**DATA EXTRACTS**
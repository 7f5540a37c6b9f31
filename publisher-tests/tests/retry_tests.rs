//! Host-Tests für die Broker-Retry-Policy
//!
//! BrokerPublisher: genau ein Reconnect + ein Retry nach dem ersten
//! Fehlschlag, nie ein dritter Versuch für dieselbe Message.

use std::collections::VecDeque;

use embassy_futures::block_on;
use publisher_core::{
    BrokerLink, BrokerPublisher, MAX_PUBLISH_ATTEMPTS, Message, TransportError,
    TransportPublisher,
};

// ============================================================================
// Mock BrokerLink mit skriptbaren Ergebnissen
// ============================================================================

#[derive(Default)]
struct MockBrokerLink {
    /// Vorab festgelegte Ergebnisse für publish(); leer = Ok
    publish_script: VecDeque<Result<(), TransportError>>,
    /// Vorab festgelegte Ergebnisse für connect(); leer = Ok
    connect_script: VecDeque<Result<(), TransportError>>,
    publish_attempts: usize,
    connect_attempts: usize,
}

impl MockBrokerLink {
    fn scripted(
        publish: &[Result<(), TransportError>],
        connect: &[Result<(), TransportError>],
    ) -> Self {
        Self {
            publish_script: publish.iter().copied().collect(),
            connect_script: connect.iter().copied().collect(),
            ..Self::default()
        }
    }
}

impl BrokerLink for MockBrokerLink {
    async fn connect(&mut self) -> Result<(), TransportError> {
        self.connect_attempts += 1;
        self.connect_script.pop_front().unwrap_or(Ok(()))
    }

    async fn publish(&mut self, _payload: &[u8]) -> Result<(), TransportError> {
        self.publish_attempts += 1;
        self.publish_script.pop_front().unwrap_or(Ok(()))
    }
}

fn publish(publisher: &mut BrokerPublisher<MockBrokerLink>) -> Result<(), TransportError> {
    block_on(publisher.publish(&Message::new("Button pressed")))
}

// ============================================================================
// Tests
// ============================================================================

const SEND_FAILED: Result<(), TransportError> = Err(TransportError::SendFailed);
const CONNECT_FAILED: Result<(), TransportError> = Err(TransportError::ConnectFailed);

#[test]
fn test_success_on_first_attempt_skips_reconnect() {
    let mut publisher = BrokerPublisher::new(MockBrokerLink::default());

    assert_eq!(publish(&mut publisher), Ok(()));

    let link = publisher.link_ref();
    assert_eq!(link.publish_attempts, 1);
    assert_eq!(link.connect_attempts, 0);
}

#[test]
fn test_failure_triggers_one_reconnect_and_one_retry() {
    let link = MockBrokerLink::scripted(&[SEND_FAILED], &[]);
    let mut publisher = BrokerPublisher::new(link);

    // Erster Versuch scheitert, Reconnect klappt, Retry klappt
    assert_eq!(publish(&mut publisher), Ok(()));

    let link = publisher.link_ref();
    assert_eq!(link.publish_attempts, 2);
    assert_eq!(link.connect_attempts, 1);
}

#[test]
fn test_no_third_attempt_after_retry_failure() {
    let link = MockBrokerLink::scripted(&[SEND_FAILED, SEND_FAILED, Ok(())], &[]);
    let mut publisher = BrokerPublisher::new(link);

    assert_eq!(publish(&mut publisher), SEND_FAILED);

    // Genau MAX_PUBLISH_ATTEMPTS (= 2) Versuche, der dritte Eintrag im
    // Script bleibt unangetastet
    let link = publisher.link_ref();
    assert_eq!(link.publish_attempts, MAX_PUBLISH_ATTEMPTS as usize);
    assert_eq!(link.publish_script.len(), 1);
}

#[test]
fn test_failed_reconnect_skips_the_retry() {
    let link = MockBrokerLink::scripted(&[SEND_FAILED], &[CONNECT_FAILED]);
    let mut publisher = BrokerPublisher::new(link);

    assert_eq!(publish(&mut publisher), CONNECT_FAILED);

    let link = publisher.link_ref();
    assert_eq!(link.publish_attempts, 1);
    assert_eq!(link.connect_attempts, 1);
}

#[test]
fn test_next_message_gets_fresh_attempts() {
    let link = MockBrokerLink::scripted(&[SEND_FAILED, SEND_FAILED, Ok(())], &[]);
    let mut publisher = BrokerPublisher::new(link);

    // Erste Message wird nach zwei Fehlversuchen verworfen...
    assert!(publish(&mut publisher).is_err());
    // ...die nächste bekommt wieder ihre eigenen Versuche und klappt
    assert_eq!(publish(&mut publisher), Ok(()));
    assert_eq!(publisher.link_ref().publish_attempts, 3);
}
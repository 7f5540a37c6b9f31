// Task-Modul: Enthält alle Embassy Tasks
//
// Jeder Task läuft asynchron und unabhängig.
// Tasks kommunizieren über Embassy Channels und das Notify-Gate
// (Button/HTTP → Fan-out → Broker-Session).

pub mod broker;
pub mod button;
pub mod fanout;
pub mod http;
pub mod wifi;

// Re-export Tasks für einfachen Import
pub use broker::{BrokerHandle, broker_session_task};
pub use button::button_task;
pub use fanout::fanout_task;
pub use http::http_server_task;
pub use wifi::{connection_task, dhcp_task, net_task};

**YOUR ASSIGNMENT**
Could you work out how many lines above contain the string "leer"? Only the number should be given.

**REPLY TO THE EXERCISE**
2